When I began chatting with Merry Citarella about doing a guest post to go along with the coverage of my book, Not Your Mother’s Goose, I wasn’t sure what to use for a topic. It’s not like I actually have any special expertise in the fairy tale field. (Let’s just say that the NBC Nightly News hasn’t been calling to bring me on as their Senior Reporter of Fantasy Stories—though Ido hear that position is open now that Brian Williams is gone.)

Once I got to thinking about it, however, I came up with a plan. NYMG, in its final form, is a collection of mega-sarcastic fairy tale recaps and fake news stories starring fairy tale and nursery rhyme characters. But that’s not how it started. When I first started working on the project (back in approximately 1850), the plan was to write a bunch of satirical fairy tale “sequels.”

Let’s just say this idea didn’t quite work—not even on an “Aladdin 4: Straight to DVD” level. Exactly how I convinced myself that a four-page story about Baby Bear (of Goldilocks fame) becoming a cop and investigating robberies at a nursing home would be a good read remains a mystery to me today.

Nonetheless, I wrote about ten of these sequels, certain that they were at a level of humor straight off of Dave Barry’s word processor.

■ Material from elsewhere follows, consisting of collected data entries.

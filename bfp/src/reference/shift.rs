use crate::layouts::{Mantissa, RightShift};

/// `(x + 2^(shr-1)) >> shr`: arithmetic right shift rounding half up.
#[inline(always)]
pub fn round_shr_i64(x: i64, shr: u32) -> i64 {
    match shr {
        0 => x,
        1..=63 => ((x as i128 + (1i128 << (shr - 1))) >> shr) as i64,
        _ => 0,
    }
}

/// Signed shift of a wide value: rounding right shift for `shr > 0`, left
/// shift clamped to the `i64` range for `shr < 0`.
#[inline(always)]
pub fn shift_i64(x: i64, shr: RightShift) -> i64 {
    if shr >= 0 {
        round_shr_i64(x, shr as u32)
    } else {
        let shl: u32 = shr.unsigned_abs().min(64);
        if x == 0 {
            return 0;
        }
        let wide: i128 = if shl >= 64 { x.signum() as i128 * i128::MAX } else { (x as i128) << shl };
        wide.clamp(i64::MIN as i128, i64::MAX as i128) as i64
    }
}

/// Clamps `x` to the symmetric `bits`-wide range `[-(2^(bits-1)-1), 2^(bits-1)-1]`.
#[inline(always)]
pub fn sat_bits(x: i64, bits: u32) -> i64 {
    let max: i64 = (1i64 << (bits - 1)) - 1;
    x.clamp(-max, max)
}

/// Width of the saturating accumulator used by the 32-bit reductions.
pub const ACC_BITS: u32 = 40;

/// Shift-saturate kernel.
///
/// - `shr > 0`: `(x + 2^(shr-1)) >> shr`; shifts of `BITS` or more give 0.
/// - `shr == 0`: `x` unchanged.
/// - `shr < 0`: `x << -shr`, saturated to `[-MAX, MAX]`.
#[inline(always)]
pub fn shift_sat<T: Mantissa>(x: T, shr: RightShift) -> T {
    if shr > 0 {
        if shr as u32 >= T::BITS {
            return T::ZERO;
        }
        T::sat_from_i64(round_shr_i64(x.to_i64(), shr as u32))
    } else if shr == 0 {
        x
    } else {
        if x == T::ZERO {
            return x;
        }
        // |x| <= 2^(BITS-1) so any shift of BITS or more saturates.
        let shl: u32 = shr.unsigned_abs().min(T::BITS);
        T::sat_from_i64(x.to_i64() << shl)
    }
}

/// Fixed-point product of two mantissas: `round(x * y / 2^(BITS-2))`,
/// saturated. For 32-bit operands this is a Q2.30 multiply, for 16-bit a
/// Q2.14 multiply.
#[inline(always)]
pub fn mul_sat<T: Mantissa>(x: T, y: T) -> T {
    T::sat_from_i64(round_shr_i64(x.to_i64() * y.to_i64(), T::BITS - 2))
}

/// `round(x * y / 2^shr)`, saturated. Used where the product shift is
/// chosen by a planner.
#[inline(always)]
pub fn mul_shr_sat<T: Mantissa>(x: T, y: T, shr: RightShift) -> T {
    T::sat_from_i64(shift_i64(x.to_i64() * y.to_i64(), shr))
}

#[cfg(test)]
mod tests {
    use crate::reference::{headroom, mul_sat, round_shr_i64, shift_i64, shift_sat};

    #[test]
    fn symmetric_saturation() {
        assert_eq!(shift_sat(-32768i16, -1), -32767);
        assert_eq!(shift_sat(0x4000i16, -1), 0x7FFF);
        assert_eq!(shift_sat(-0x4001i16, -1), -0x7FFF);
        assert_eq!(shift_sat(i32::MIN, -3), -i32::MAX);
        assert_eq!(shift_sat(1i32, -40), i32::MAX);
        assert_eq!(shift_sat(-1i16, -16), -i16::MAX);
        assert_eq!(shift_sat(0i16, -100), 0);
    }

    #[test]
    fn shift_by_zero_is_identity() {
        assert_eq!(shift_sat(i16::MIN, 0), i16::MIN);
        assert_eq!(shift_sat(i32::MIN, 0), i32::MIN);
    }

    #[test]
    fn right_shift_rounds_half_up() {
        assert_eq!(shift_sat(5i16, 1), 3);
        assert_eq!(shift_sat(-5i16, 1), -2);
        assert_eq!(shift_sat(-6i16, 2), -1);
        assert_eq!(shift_sat(-7i32, 2), -2);
        assert_eq!(shift_sat(0x7FFFi16, 15), 1);
        assert_eq!(shift_sat(0x7FFFi16, 16), 0);
        assert_eq!(shift_sat(i32::MIN, 32), 0);
        assert_eq!(round_shr_i64(i64::MAX, 64), 0);
        assert_eq!(round_shr_i64(3, 1), 2);
        assert_eq!(shift_i64(3, -4), 48);
        assert_eq!(shift_i64(-1, -70), i64::MIN);
    }

    #[test]
    fn left_then_right_recovers_value_with_headroom() {
        for s in 0..15 {
            let bound: i32 = 1 << (15 - s);
            for x in (-bound + 1..bound).step_by(7) {
                let x: i16 = x as i16;
                let y: i16 = shift_sat(x, -s);
                assert_eq!(shift_sat(y, s), x, "x={x} s={s}");
            }
        }
        for s in [0, 1, 5, 17, 29] {
            let x: i32 = -(1 << (30 - s)) + 3;
            assert_eq!(shift_sat(shift_sat(x, -s), s), x);
        }
    }

    #[test]
    fn left_shift_onto_most_negative_clamps() {
        // -2^(15-s) has s bits of headroom but lands on -2^15.
        for s in 1..16 {
            let x: i16 = -(1i32 << (15 - s)) as i16;
            assert_eq!(headroom(x), s as u32);
            assert_eq!(shift_sat(x, -s), -i16::MAX, "s={s}");
        }
        assert_eq!(shift_sat(-(1i32 << 27), -4), -i32::MAX);
        assert_eq!(shift_sat(-(1i32 << 27) + 1, -4), i32::MIN + 16);
    }

    #[test]
    fn q30_product() {
        let one: i32 = 1 << 30;
        assert_eq!(mul_sat(one, one), one);
        assert_eq!(mul_sat(-one, one), -one);
        assert_eq!(mul_sat(i32::MIN, i32::MIN), i32::MAX);
        assert_eq!(mul_sat(0x4000i16, 0x2000i16), 0x2000);
        assert_eq!(mul_sat(i16::MIN, i16::MIN), i16::MAX);
    }
}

I didn’t realize that they were basically crap until I gave them to my mom to read and she deemed them, “Um. Interesting.” She did, however, like one part of them—the very sarcastic recaps of the underlying fairy tales I had put at the beginning of each story. Those became the starters for the current book, which I suppose is really NYMG 2.0.

I thought it would be fun to go back and look at those original sequels, which I hadn’t read in at least a couple of years. Once I stopped hitting myself in the head with a flyswatter for writing such drivel, here’s some of what I found:

• “Jack” of beanstalk fame moves to America and becomes an infomercial king (heralded as the “Second Coming of Ron Popeil”), selling golden egg-laying hens and self-playing harps for $24.95 plus shipping. All goes well until the Sierra Club sues him, claiming the beanstalk he cut down was an endangered species.

• Little Red Riding Hood tries to extend her fifteen minutes of fame, moving to Hollywood and becoming a D-List a movie star. We visit her during an appearance on Dr. Phil, where the Big Bad Wolf shows up as a well-dressed member of the studio audience. (“Wearing a tan sports jacket and aviator glasses, but also spouting fur from every place imaginable, he might otherwise have passed for Don Johnson with a serious body hair problem.”) The Wolf then delights the audience by eating Dr. Phil on live TV.

• Regarding the other Big Bad Wolf (from Three Little Pigs fame), a writeup of his Wikipedia page shows that he went on to become a New York City cab driver, professional poker player, and then bagged a job as the mascot for the University of Nevada Wolfpack basketball team. (“He regularly receives a standing ovation when, after every jump ball, he huffs and puffs and blows the possession arrow the other direction. He is also especially proud that he has only eaten four children in the crowd, and is quick to point out that three of them were cheering for the opposing team.”)

• A suspicious Snow White hires a private investigator to follow Prince Charming, discovering that he is cheating on her with Cinderella, Sleeping Beauty, and possibly Oprah.

• Pinocchio’s obituary appears, describing his untimely death after a lengthy battle with Dutch Elm Disease. The obit notes that neither appearing as a contestant on Survivor or running for the U.S. Senate did any favors for the size of his nose.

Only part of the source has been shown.